DENVER (AP) - A man convicted of stabbing five people to death during a Denver bar robbery was sentenced to life in prison Wednesday after some of his victims’ relatives lamented a jury’s refusal to send him to death row.

Denver District Judge John Madden IV, who called the massacre one of the most gruesome murders in Colorado history, gave Dexter Lewis, 25, five life sentences and an additional 180 years for other felony counts after jurors failed to unanimously agree on the death penalty.

The case raised doubts about whether capital punishment will ever be imposed again in Colorado, which has executed just one person in nearly half a century and counts three people on its death row. Lewis’ sentencing came within a month of Colorado theater shooter James Holmes getting life in prison for killing 12 people and injuring 70 more at a crowded midnight movie.

Prosecutors said Lewis led a four-men robbery crew at Fero’s Bar and Grill, where he killed the bar’s owner and four customers in October 2012. Two men testified that Lewis stabbed his victims while they were held at gunpoint. The robbery netted $170.

During the six-week trial, defense attorneys carefully detailed Lewis’ abusive childhood. At least one juror found that the details of Lewis’ troubled upbringing called for the mercy of a life sentence over execution.
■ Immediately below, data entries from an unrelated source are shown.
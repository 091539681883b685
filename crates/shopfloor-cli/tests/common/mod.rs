#![allow(dead_code)]

use std::path::Path;
use std::process::{Command, Output};

/// Run the CLI binary against a mock server with an isolated credential file.
pub fn run_cli(args: &[&str], store: &Path, base_url: &str) -> Output {
    let mut cmd = Command::new(env!("CARGO_BIN_EXE_shopfloor"));
    cmd.args(args);
    cmd.env("SHOPFLOOR_STORE", store);
    cmd.env("SHOPFLOOR_BASE_URL", base_url);
    cmd.env_remove("RUST_LOG");
    cmd.output().expect("Failed to execute CLI")
}

/// Run the CLI and expect success.
pub fn run_cli_success(args: &[&str], store: &Path, base_url: &str) -> String {
    let output = run_cli(args, store, base_url);
    if !output.status.success() {
        let stderr = String::from_utf8_lossy(&output.stderr);
        panic!("CLI command failed: {:?}\nstderr: {}", args, stderr);
    }
    String::from_utf8_lossy(&output.stdout).to_string()
}

/// Run the CLI and expect failure, returning stderr.
pub fn run_cli_failure(args: &[&str], store: &Path, base_url: &str) -> String {
    let output = run_cli(args, store, base_url);
    if output.status.success() {
        panic!("CLI command should have failed: {:?}", args);
    }
    String::from_utf8_lossy(&output.stderr).to_string()
}
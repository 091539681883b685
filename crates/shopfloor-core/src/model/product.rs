//! Products and their process steps.

use chrono::{DateTime, Utc};
use serde::{Deserialize, Serialize};

use super::directory::{Employee, Process};
use crate::types::SerialNumber;

/// A physical unit moving through a multi-step production process.
#[derive(Debug, Clone, PartialEq, Eq, Serialize, Deserialize)]
pub struct Product {
    #[serde(default)]
    pub id: i64,
    pub serial_number: String,
    #[serde(rename = "work_process")]
    pub process: Process,
    pub created_at: String,
    #[serde(default)]
    pub steps: Vec<Step>,
}

impl Product {
    /// The step an operator should look at first: the earliest step that
    /// is not done, or the last step once everything is done.
    pub fn current_step(&self) -> Option<&Step> {
        self.steps
            .iter()
            .find(|step| !step.is_done())
            .or_else(|| self.steps.last())
    }

    /// Find the step at a given position in the process.
    pub fn step_with_order(&self, order: u32) -> Option<&Step> {
        self.steps
            .iter()
            .find(|step| step.step_definition.order == order)
    }

    /// True once every step has been closed.
    pub fn is_complete(&self) -> bool {
        !self.steps.is_empty() && self.steps.iter().all(Step::is_done)
    }
}

/// Request body for creating a product.
#[derive(Debug, Clone, PartialEq, Eq, Serialize)]
pub struct ProductCreate {
    pub process_id: i64,
    pub serial_number: SerialNumber,
    pub created_at: DateTime<Utc>,
}

impl ProductCreate {
    /// A product created now on the given process.
    pub fn new(serial_number: SerialNumber, process_id: i64) -> Self {
        Self {
            process_id,
            serial_number,
            created_at: Utc::now(),
        }
    }
}

/// Lifecycle status a manager can put a product into.
#[derive(Debug, Clone, Copy, PartialEq, Eq, Hash, Serialize, Deserialize)]
#[serde(rename_all = "lowercase")]
pub enum ProductStatus {
    /// Back in the regular flow (restored from scrap).
    Normal,
    /// Sent back for rework.
    Rework,
    /// Written off.
    Scrap,
}

/// One stage of a product's process, done or pending.
#[derive(Debug, Clone, PartialEq, Eq, Serialize, Deserialize)]
pub struct Step {
    pub id: i64,
    pub product_id: i64,
    pub step_definition: StepDefinition,
    pub status: StepStatus,
    #[serde(default)]
    pub performed_by_id: Option<i64>,
    #[serde(default)]
    pub performed_by: Option<Employee>,
    #[serde(default)]
    pub performed_at: Option<String>,
}

impl Step {
    pub fn is_done(&self) -> bool {
        self.status == StepStatus::Done
    }

    pub fn name(&self) -> &str {
        &self.step_definition.template.name
    }
}

/// Step completion state. Anything the server sends besides `done` counts
/// as pending.
#[derive(Debug, Clone, Copy, PartialEq, Eq, Hash, Serialize, Deserialize)]
#[serde(rename_all = "lowercase")]
pub enum StepStatus {
    #[serde(alias = "DONE", alias = "Done")]
    Done,
    #[serde(other)]
    Pending,
}

/// A step's position and template within a process.
#[derive(Debug, Clone, PartialEq, Eq, Serialize, Deserialize)]
pub struct StepDefinition {
    pub id: i64,
    #[serde(default)]
    pub order: u32,
    pub template: StepTemplate,
}

#[derive(Debug, Clone, PartialEq, Eq, Serialize, Deserialize)]
pub struct StepTemplate {
    pub name: String,
}
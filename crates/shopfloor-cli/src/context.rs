//! Wiring of the credential store and repository for one CLI run.

use std::path::PathBuf;
use std::sync::Arc;
use std::time::Duration;

use anyhow::{Context, Result};
use directories::ProjectDirs;
use tracing::debug;

use shopfloor_http::{ClientConfig, HttpRepository};
use shopfloor_store::FileCredentialStore;

use crate::cli::GlobalArgs;

/// Shared state for a command.
#[derive(Debug)]
pub struct AppContext {
    pub config: ClientConfig,
    pub store: Arc<FileCredentialStore>,
    pub repository: HttpRepository,
}

impl AppContext {
    pub fn new(args: &GlobalArgs) -> Result<Self> {
        let path = match &args.store {
            Some(path) => path.clone(),
            None => default_store_path()?,
        };

        let config = ClientConfig::new(args.base_url.clone())
            .with_timeout(Duration::from_secs(args.timeout_secs))
            .with_user_agent(concat!("shopfloor-cli/", env!("SHOPFLOOR_VERSION")))
            .with_refresh_guard(args.refresh_guard);

        debug!(store = %path.display(), base_url = %config.base_url, "Using configuration");

        let store = Arc::new(FileCredentialStore::new(path));
        let repository = HttpRepository::new(&config, store.clone())
            .context("Failed to create HTTP client")?;

        Ok(Self {
            config,
            store,
            repository,
        })
    }
}

/// Get the default credential file path.
fn default_store_path() -> Result<PathBuf> {
    let dirs =
        ProjectDirs::from("", "", "shopfloor").context("Could not determine data directory")?;

    Ok(dirs.data_dir().join("credentials.json"))
}
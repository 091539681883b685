//! Repository trait.

use async_trait::async_trait;
use chrono::NaiveDate;

use crate::Result;
use crate::classify::Lookup;
use crate::model::{
    DayPlan, DayPlanStepCreate, DayPlanStepUpdate, DeviceRequest, DeviceResponse, Employee,
    Process, Product, ProductCreate, ProductStatus, QrData,
};
use crate::types::SerialNumber;

/// Typed access to the work-tracking service.
///
/// Every method returns either the decoded value or a classified
/// [`Error`](crate::Error); nothing below this boundary leaks out.
#[async_trait]
pub trait Repository: Send + Sync {
    /// Look up a product by serial number. A 404 is [`Lookup::Absent`].
    async fn product(&self, serial: &SerialNumber) -> Result<Lookup<Product>>;

    /// Create a product on a process.
    async fn create_product(&self, product: &ProductCreate) -> Result<Product>;

    /// List all production processes.
    async fn processes(&self) -> Result<Vec<Process>>;

    /// List all employees.
    async fn employees(&self) -> Result<Vec<Employee>>;

    /// List day plans for a date.
    async fn day_plans(&self, date: NaiveDate) -> Result<Vec<DayPlan>>;

    /// Mark a product step as done by the current user.
    async fn close_step(&self, step_id: i64) -> Result<Product>;

    /// Move a product to another process.
    async fn change_product_process(&self, product_id: i64, process_id: i64) -> Result<Product>;

    /// Scrap, rework or restore a product.
    async fn change_product_status(&self, product_id: i64, status: ProductStatus)
    -> Result<Product>;

    /// Reassign who performed a step.
    async fn change_step_performer(&self, step_id: i64, employee_id: i64) -> Result<Product>;

    /// Add a step to an employee's day plan.
    async fn add_plan_step(&self, step: &DayPlanStepCreate) -> Result<Vec<DayPlan>>;

    /// Change a planned step.
    async fn update_plan_step(&self, step: &DayPlanStepUpdate) -> Result<Vec<DayPlan>>;

    /// Remove a planned step.
    async fn remove_plan_step(&self, plan_step_id: i64) -> Result<Vec<DayPlan>>;

    /// Bind this device to a user.
    async fn register_device(&self, device: &DeviceRequest) -> Result<DeviceResponse>;

    /// Fetch the registration QR payload for an employee.
    async fn employee_qr(&self, employee_id: i64) -> Result<QrData>;
}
The jury foreman told reporters Wednesday that the panel wrestled with the punishment, with several jurors wavering before one announced that he or she could never impose death. That took execution off the table, because death sentences must be unanimous in Colorado.

Killed in the robbery were the bar’s owner, Young Suk Fero, 53, and customers Daria M. Pohl, 21, Kellene Fallon, 44, Tereasa Beesley, 45, and Ross Richter, 29. Their relatives remembered them as humble, hardworking people.

“These five people did nothing wrong, they were simply in the wrong place at the wrong time,” the judge said. “These were murders for no reason whatsoever.”

Before the judge issued his sentence, Beesley’s sister, Shelly Parge, tearfully told him that she suffers nightmares, wondering about the victims’ final moments.

“How many times were they stabbed? Were they screaming? And did they see each other’s eyes, could they see their fear, could they see their pain? Were they waiting for their turn of horror to be next?” she said, sobbing.

Her husband, Todd Parge, told the judge he prays Lewis’ life behind bars is torturous and painful.

That a single juror balked at the possibility of a death sentence “is a sign of the liberalization of America,” he testified. “The message is: You can get away with murder.”

Lewis did not take the stand, and no one testified on his behalf because his attorneys said he plans to appeal.

Lewis’ accomplices, brothers Joseph and Lynell Hill, have pleaded guilty to murder and received lengthy sentences. The fourth man was a confidential informant at the time for the federal Bureau of Alcohol, Tobacco, Firearms and Explosives and reported the slayings to authorities. He was not charged in the case.